Hospitals in the West Midlands are forecast to reach maximum capacity by next weekend, the region’s mayor has said, amid growing concern that one in five deaths from coronavirus in England have happened in the Midlands.
Andy Street said the West Midlands appeared to be the UK’s next hotspot after London and that Birmingham’s new field hospital would be ready to open by next Saturday or Sunday when admissions are expected to peak.
Analysis by the Guardian has found that 21% of the 3,302 deaths reported in English hospitals to date have occurred in the Midlands, while University hospitals Birmingham NHS foundation trust has recorded the third highest number of deaths of any trust in the country at 102 deaths.
Street said the Nightingale hospital at the Birmingham NEC arena would initially take 500 patients but have capacity to hold even more than the 3,000 at London’s ExCeL – potentially making it the biggest medical facility in the UK.
“The expectation, given the modelling of how this disease is spreading, means that we will need the capacity at the NEC Nightingale hospital at about the time it’s due to open,” Street said.
A separate political source said there was growing alarm about a lack of ventilators for patients suffering the worst effects of the virus. The source said there were only 240 ventilators in the West Midlands and that the region would need 2,500 by 11 April, when patient numbers are expected to peak.
Toby Lewis, the chief executive of Sandwell and West Birmingham hospitals NHS trust, said: “Clearly this area – Birmingham and the Black Country – is the absolute priority for ventilator provision and it is fantastic that the NHS have recognised that. We are seeing equipment arriving today and more equipment arriving tomorrow.

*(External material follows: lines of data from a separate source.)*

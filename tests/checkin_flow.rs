//! Check-in orchestration: revision bookkeeping, atomic content+metadata
//! publication, and history retrieval.

mod support;

use git2::Repository;
use pdm::revision::RevisionKind;
use support::{mcam_bytes, TestEnv, SEED_MCAM, SEED_VNC};

#[test]
fn first_checkin_without_metadata_yields_zero_one() {
    let env = TestEnv::new().unwrap();
    let store = env.store("wc-first");

    let revision = store
        .checkin(
            SEED_MCAM,
            &mcam_bytes("v1"),
            "initial tweak",
            RevisionKind::Minor,
            "alice",
            None,
        )
        .unwrap();

    assert_eq!(revision.to_string(), "0.1");
    assert!(env.remote_head_message().starts_with("REV 0.1: initial tweak"));
}

#[test]
fn content_and_metadata_land_in_one_commit() {
    let env = TestEnv::new().unwrap();
    let store = env.store("wc-atomic");

    store
        .checkin(
            SEED_MCAM,
            &mcam_bytes("v1"),
            "tweak",
            RevisionKind::Minor,
            "alice",
            None,
        )
        .unwrap();

    // The head commit must touch both the artifact and its side-car.
    let remote = Repository::open(env.remote_path()).unwrap();
    let head = remote.find_commit(env.remote_head()).unwrap();
    let parent = head.parent(0).unwrap();
    let diff = remote
        .diff_tree_to_tree(Some(&parent.tree().unwrap()), Some(&head.tree().unwrap()), None)
        .unwrap();

    let changed: Vec<String> = diff
        .deltas()
        .filter_map(|d| d.new_file().path().map(|p| p.display().to_string()))
        .collect();
    assert!(changed.contains(&SEED_MCAM.to_string()));
    assert!(changed.contains(&"1234567.mcam.meta.json".to_string()));
    assert_eq!(changed.len(), 2);

    let meta = env.remote_blob("1234567.mcam.meta.json").unwrap();
    let meta: serde_json::Value = serde_json::from_slice(&meta).unwrap();
    assert_eq!(meta["revision"], "0.1");
    assert_eq!(meta["author"], "alice");
}

#[test]
fn revision_sequence_across_checkins() {
    let env = TestEnv::new().unwrap();
    let store = env.store("wc-sequence");

    let r1 = store
        .checkin(SEED_MCAM, &mcam_bytes("a"), "one", RevisionKind::Minor, "alice", None)
        .unwrap();
    let r2 = store
        .checkin(SEED_MCAM, &mcam_bytes("b"), "two", RevisionKind::Minor, "alice", None)
        .unwrap();
    let r3 = store
        .checkin(SEED_MCAM, &mcam_bytes("c"), "three", RevisionKind::Major, "alice", None)
        .unwrap();
    let r4 = store
        .checkin(SEED_MCAM, &mcam_bytes("d"), "four", RevisionKind::Major, "alice", Some("5"))
        .unwrap();

    assert_eq!(r1.to_string(), "0.1");
    assert_eq!(r2.to_string(), "0.2");
    assert_eq!(r3.to_string(), "1.0");
    assert_eq!(r4.to_string(), "5.0");
}

#[test]
fn seeded_metadata_feeds_the_increment() {
    let env = TestEnv::new().unwrap();
    let store = env.store("wc-seeded-meta");

    // SEED_VNC carries revision 2.3 from the fixture.
    let revision = store
        .checkin(SEED_VNC, b"new vnc", "bump", RevisionKind::Minor, "bob", None)
        .unwrap();
    assert_eq!(revision.to_string(), "2.4");

    let meta = store.load_meta(SEED_VNC).unwrap();
    assert_eq!(meta.revision, "2.4");
    assert_eq!(meta.author, "bob");
    // Description survives the check-in untouched.
    assert_eq!(meta.description, "Fixture part");
}

#[test]
fn file_history_pairs_commits_with_recorded_revisions() {
    let env = TestEnv::new().unwrap();
    let store = env.store("wc-history");

    store
        .checkin(SEED_MCAM, &mcam_bytes("a"), "one", RevisionKind::Minor, "alice", None)
        .unwrap();
    store
        .checkin(SEED_MCAM, &mcam_bytes("b"), "two", RevisionKind::Minor, "bob", None)
        .unwrap();

    let history = store.file_history(SEED_MCAM, 10).unwrap();
    assert!(history.len() >= 3); // two check-ins plus the seed commit

    // Newest first, each paired with the revision recorded at that point.
    assert_eq!(history[0].revision.as_deref(), Some("0.2"));
    assert_eq!(history[0].author, "bob");
    assert_eq!(history[1].revision.as_deref(), Some("0.1"));
    assert_eq!(history[1].author, "alice");
    // The seed commit predates any metadata.
    assert_eq!(history.last().unwrap().revision, None);
}

#[test]
fn content_at_commit_resolves_historical_bytes() {
    let env = TestEnv::new().unwrap();
    let store = env.store("wc-at-commit");

    store
        .checkin(SEED_MCAM, &mcam_bytes("a"), "one", RevisionKind::Minor, "alice", None)
        .unwrap();
    let history = store.file_history(SEED_MCAM, 10).unwrap();
    let latest = &history[0].commit_id;

    assert_eq!(
        store.content_at_commit(SEED_MCAM, latest).unwrap(),
        mcam_bytes("a")
    );

    let err = store
        .content_at_commit("not-tracked.mcam", latest)
        .unwrap_err();
    assert!(matches!(err, pdm::Error::NotFound(_)));

    let err = store
        .content_at_commit(SEED_MCAM, "0000000000000000000000000000000000000000")
        .unwrap_err();
    assert!(matches!(err, pdm::Error::NotFound(_)));
}

#[test]
fn recent_commits_reports_activity() {
    let env = TestEnv::new().unwrap();
    let store = env.store("wc-activity");

    store
        .checkin(SEED_MCAM, &mcam_bytes("a"), "one", RevisionKind::Minor, "alice", None)
        .unwrap();

    let commits = store.recent_commits(5).unwrap();
    assert!(!commits.is_empty());
    assert!(commits[0].message.starts_with("REV 0.1: one"));
    assert!(commits[0].files.contains(&SEED_MCAM.to_string()));
}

“That is very, very important because across the NHS locally at the moment we are training staff to work in slightly different areas in the ones they work in currently so it is really important that we have the equipment in place to give staff the confidence in the care that they are going to provide but I am very clear that this time tomorrow we will have more ventilators to work with as will neighbouring institutions.”
Nick Page, the chief executive of Solihull council, said a further 253 ventilators would be delivered on Saturday to Solihull and the Black Country.
Street said hospitals in the West Midlands were coping with the huge influx of coronavirus patients with a “herculean effort” but that they were soon expected to reach capacity. Officials in the region believe its number of cases is tracking about two weeks behind London.
The Conservative mayor, a former managing director of John Lewis, described transforming the NEC into potentially the UK’s biggest field hospital as “our Dunkirk moment” and said it had taken “eye-watering effort” and coordination across multiple sectors. A temporary mortuary with space for up to 12,000 bodies is being built at Birmingham airport, next to the NEC.
So far 693 deaths from coronavirus in England have been registered in the Midlands – 2second only to London, where almost a third of all deaths in the country have been recorded.
As well as University hospitals Birmingham, two other Midlands trusts are among those with the highest death count: the Royal Wolverhampton NHS trust has recorded 81 deaths – the fourth highest number of deaths in England – while Sandwell West Birmingham has reported 68 deaths.
One NHS area in Birmingham has also recorded the highest number of triages in the country, with 44,000 calls and online contacts resulting in individuals being told that their symptoms were in keeping with Covid-19. However, the city has not recorded the most coronavirus triages when population size is taken into account.
The reasons behind the high number of deaths and confirmed cases in the Midlands are not clear. Birmingham is the country’s second biggest city by population – with 1.1 million residents – so a high number of cases is not unexpected. Some academics have suggested the region’s industrial past, combined with high levels of smoking, could be a cause.
The Birmingham MP Khalid Mahmood said religious backgounds could also be playing a part and that elderly Muslim and Sikh people in the region were struggling to adhere to government guidelines on social distancing.
Public Health England is believed to be examining transmission patterns to see if anything unusual is happening in the Midlands but it could be weeks or months before that analysis becomes clear.